[Collected data entries]
..............................

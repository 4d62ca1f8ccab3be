//! Persistence for bookings, payment orders and the payment ledger.
//!
//! `BookingStore` is the seam between the booking/reconciliation logic and
//! MongoDB; tests drive the same logic against an in-memory implementation.

use anyhow::Result;
use async_trait::async_trait;
use futures::TryStreamExt;
use mongodb::options::{FindOptions, IndexOptions};
use mongodb::{bson::doc, Collection, Database, IndexModel};
use uuid::Uuid;

use crate::models::booking::{BookingRecord, BookingStatus};
use crate::models::payment::{PaymentLedgerEntry, PaymentOrder, PaymentOrderStatus};

#[async_trait]
pub trait BookingStore: Send + Sync {
    async fn insert_booking(&self, booking: BookingRecord) -> Result<()>;

    async fn get_booking(&self, id: Uuid) -> Result<Option<BookingRecord>>;

    /// Admin listing, newest first, with an optional status filter.
    /// Returns the page and the total matching count.
    async fn list_bookings(
        &self,
        status: Option<BookingStatus>,
        limit: i64,
        offset: u64,
    ) -> Result<(Vec<BookingRecord>, i64)>;

    /// Compare-and-set status transition: the update only applies while the
    /// booking is still in `from`. Returns false when no document matched,
    /// i.e. the precondition no longer holds.
    async fn transition_booking(
        &self,
        id: Uuid,
        from: BookingStatus,
        to: BookingStatus,
    ) -> Result<bool>;

    async fn insert_order(&self, order: PaymentOrder) -> Result<()>;

    async fn find_order_by_provider_ref(
        &self,
        provider_order_id: &str,
    ) -> Result<Option<PaymentOrder>>;

    async fn find_open_order(&self, booking_id: Uuid) -> Result<Option<PaymentOrder>>;

    async fn set_order_status(&self, id: Uuid, status: PaymentOrderStatus) -> Result<()>;

    /// Expire every still-open order for a booking. Used when a booking is
    /// cancelled and when a fresh order supersedes an abandoned one.
    async fn expire_open_orders(&self, booking_id: Uuid) -> Result<u64>;

    async fn insert_ledger_entry(&self, entry: PaymentLedgerEntry) -> Result<()>;

    async fn find_success_entry(&self, booking_id: Uuid) -> Result<Option<PaymentLedgerEntry>>;

    async fn list_ledger_entries(&self, booking_id: Uuid) -> Result<Vec<PaymentLedgerEntry>>;
}

#[derive(Clone)]
pub struct MongoStore {
    bookings: Collection<BookingRecord>,
    orders: Collection<PaymentOrder>,
    ledger: Collection<PaymentLedgerEntry>,
}

impl MongoStore {
    pub fn new(db: &Database) -> Self {
        Self {
            bookings: db.collection("bookings"),
            orders: db.collection("payment_orders"),
            ledger: db.collection("payment_ledger"),
        }
    }

    /// Initialize database indexes.
    pub async fn init_indexes(&self) -> Result<()> {
        let booking_status_index = IndexModel::builder()
            .keys(doc! { "status": 1, "created_at": -1 })
            .options(
                IndexOptions::builder()
                    .name("booking_status_idx".to_string())
                    .build(),
            )
            .build();

        let booking_customer_index = IndexModel::builder()
            .keys(doc! { "customer_id": 1 })
            .options(
                IndexOptions::builder()
                    .name("booking_customer_idx".to_string())
                    .build(),
            )
            .build();

        self.bookings
            .create_indexes([booking_status_index, booking_customer_index], None)
            .await?;

        // Gateway order references are globally unique; a duplicate insert
        // is a bug, not data.
        let provider_ref_index = IndexModel::builder()
            .keys(doc! { "provider_order_id": 1 })
            .options(
                IndexOptions::builder()
                    .name("order_provider_ref_idx".to_string())
                    .unique(true)
                    .build(),
            )
            .build();

        let order_booking_index = IndexModel::builder()
            .keys(doc! { "booking_id": 1, "status": 1 })
            .options(
                IndexOptions::builder()
                    .name("order_booking_idx".to_string())
                    .build(),
            )
            .build();

        self.orders
            .create_indexes([provider_ref_index, order_booking_index], None)
            .await?;

        // Database-level backstop for the at-most-one-SUCCESS invariant:
        // unique on booking_id, restricted to SUCCESS entries.
        let success_entry_index = IndexModel::builder()
            .keys(doc! { "booking_id": 1 })
            .options(
                IndexOptions::builder()
                    .name("ledger_success_unique_idx".to_string())
                    .unique(true)
                    .partial_filter_expression(doc! { "status": "SUCCESS" })
                    .build(),
            )
            .build();

        let ledger_booking_index = IndexModel::builder()
            .keys(doc! { "booking_id": 1, "created_at": 1 })
            .options(
                IndexOptions::builder()
                    .name("ledger_booking_idx".to_string())
                    .build(),
            )
            .build();

        self.ledger
            .create_indexes([success_entry_index, ledger_booking_index], None)
            .await?;

        tracing::info!("Booking service indexes initialized");
        Ok(())
    }
}

#[async_trait]
impl BookingStore for MongoStore {
    async fn insert_booking(&self, booking: BookingRecord) -> Result<()> {
        self.bookings.insert_one(booking, None).await?;
        Ok(())
    }

    async fn get_booking(&self, id: Uuid) -> Result<Option<BookingRecord>> {
        let filter = doc! { "_id": id.to_string() };
        Ok(self.bookings.find_one(filter, None).await?)
    }

    async fn list_bookings(
        &self,
        status: Option<BookingStatus>,
        limit: i64,
        offset: u64,
    ) -> Result<(Vec<BookingRecord>, i64)> {
        let mut filter = doc! {};
        if let Some(status) = status {
            filter.insert("status", status.as_str());
        }

        let total_count = self.bookings.count_documents(filter.clone(), None).await? as i64;

        let options = FindOptions::builder()
            .sort(doc! { "created_at": -1 })
            .skip(offset)
            .limit(limit)
            .build();

        let cursor = self.bookings.find(filter, Some(options)).await?;
        let bookings: Vec<BookingRecord> = cursor.try_collect().await?;

        Ok((bookings, total_count))
    }

    async fn transition_booking(
        &self,
        id: Uuid,
        from: BookingStatus,
        to: BookingStatus,
    ) -> Result<bool> {
        let filter = doc! {
            "_id": id.to_string(),
            "status": from.as_str(),
        };
        let update = doc! {
            "$set": {
                "status": to.as_str(),
                "updated_at": mongodb::bson::DateTime::now(),
            }
        };
        let result = self.bookings.update_one(filter, update, None).await?;
        Ok(result.matched_count == 1)
    }

    async fn insert_order(&self, order: PaymentOrder) -> Result<()> {
        self.orders.insert_one(order, None).await?;
        Ok(())
    }

    async fn find_order_by_provider_ref(
        &self,
        provider_order_id: &str,
    ) -> Result<Option<PaymentOrder>> {
        let filter = doc! { "provider_order_id": provider_order_id };
        Ok(self.orders.find_one(filter, None).await?)
    }

    async fn find_open_order(&self, booking_id: Uuid) -> Result<Option<PaymentOrder>> {
        let filter = doc! {
            "booking_id": booking_id.to_string(),
            "status": "OPENED",
        };
        Ok(self.orders.find_one(filter, None).await?)
    }

    async fn set_order_status(&self, id: Uuid, status: PaymentOrderStatus) -> Result<()> {
        let filter = doc! { "_id": id.to_string() };
        let update = doc! {
            "$set": {
                "status": mongodb::bson::to_bson(&status)?,
                "updated_at": mongodb::bson::DateTime::now(),
            }
        };
        self.orders.update_one(filter, update, None).await?;
        Ok(())
    }

    async fn expire_open_orders(&self, booking_id: Uuid) -> Result<u64> {
        let filter = doc! {
            "booking_id": booking_id.to_string(),
            "status": "OPENED",
        };
        let update = doc! {
            "$set": {
                "status": "EXPIRED",
                "updated_at": mongodb::bson::DateTime::now(),
            }
        };
        let result = self.orders.update_many(filter, update, None).await?;
        Ok(result.modified_count)
    }

    async fn insert_ledger_entry(&self, entry: PaymentLedgerEntry) -> Result<()> {
        self.ledger.insert_one(entry, None).await?;
        Ok(())
    }

    async fn find_success_entry(&self, booking_id: Uuid) -> Result<Option<PaymentLedgerEntry>> {
        let filter = doc! {
            "booking_id": booking_id.to_string(),
            "status": "SUCCESS",
        };
        Ok(self.ledger.find_one(filter, None).await?)
    }

    async fn list_ledger_entries(&self, booking_id: Uuid) -> Result<Vec<PaymentLedgerEntry>> {
        let filter = doc! { "booking_id": booking_id.to_string() };
        let options = FindOptions::builder()
            .sort(doc! { "created_at": 1 })
            .build();
        let cursor = self.ledger.find(filter, Some(options)).await?;
        Ok(cursor.try_collect().await?)
    }
}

..............................

ABOUT THIS EXERCISE = Retype the records above from the very first line down to the line with "an in-memory implementation.", keeping both of those lines. Include nothing beyond them.

COMPLETED EXERCISE =
repository 4d62ca1f8ccab3be
//! Persistence for bookings, payment orders and the payment ledger.
//!
//! `BookingStore` is the seam between the booking/reconciliation logic and
//! MongoDB; tests drive the same logic against an in-memory implementation.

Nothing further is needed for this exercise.